2001’den beri, üniversiteden arkadaşlarıyla birlikte kurduğu Altyazı Sinema Dergisi’nde editör olarak çalışan Fırat Yücel, sinema müellifliği ve sinema eleştirmenliği alanlarında üretim yapar. Sinema tarihi, karşı sinema ve kurgu teknikleri üzerine seminerler veren ve 2015’ten bu yana, işin pratik tarafında da üretim yapmaya başlayan Yücel, belgesel kurgular, direktörlük yapar ve kolektif belgesel projelerinde yer alır. Bir yandan da Altyazı’nın özgür sinema gündemine odaklanan yayını Altyazı Fasikül’ün editörlüğünü yapan Yücel ile bir ortaya geldik ve belgesel sinema anlayışını, teori ve pratik ortasındaki ilişkiyi ve önümüzdeki günlerdeki programını konuştuk.

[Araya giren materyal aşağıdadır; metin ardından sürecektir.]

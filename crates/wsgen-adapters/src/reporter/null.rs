use wsgen_core::application::ports::{BuildEvent, BuildReporter};

/// Discards every event.
#[derive(Debug, Clone, Copy, Default)]
pub struct NullReporter;

impl BuildReporter for NullReporter {
    fn report(&self, _event: &BuildEvent) {}
}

Kavramsal olarak bakıldığında belgesel sinema, öteki sanat kısımlarına göre gerçeğe sadık kalmasıyla öne çıkıyor. Zihninizde belirlemeye başlayan bir fikir belgesele varmadan evvel, tıpkı bir ağacın kısımları üzere kurmacaya, hayali olana uzanıyordur kesinlikle. Bu durum bir sanatçıyı kısıtlamaz mı?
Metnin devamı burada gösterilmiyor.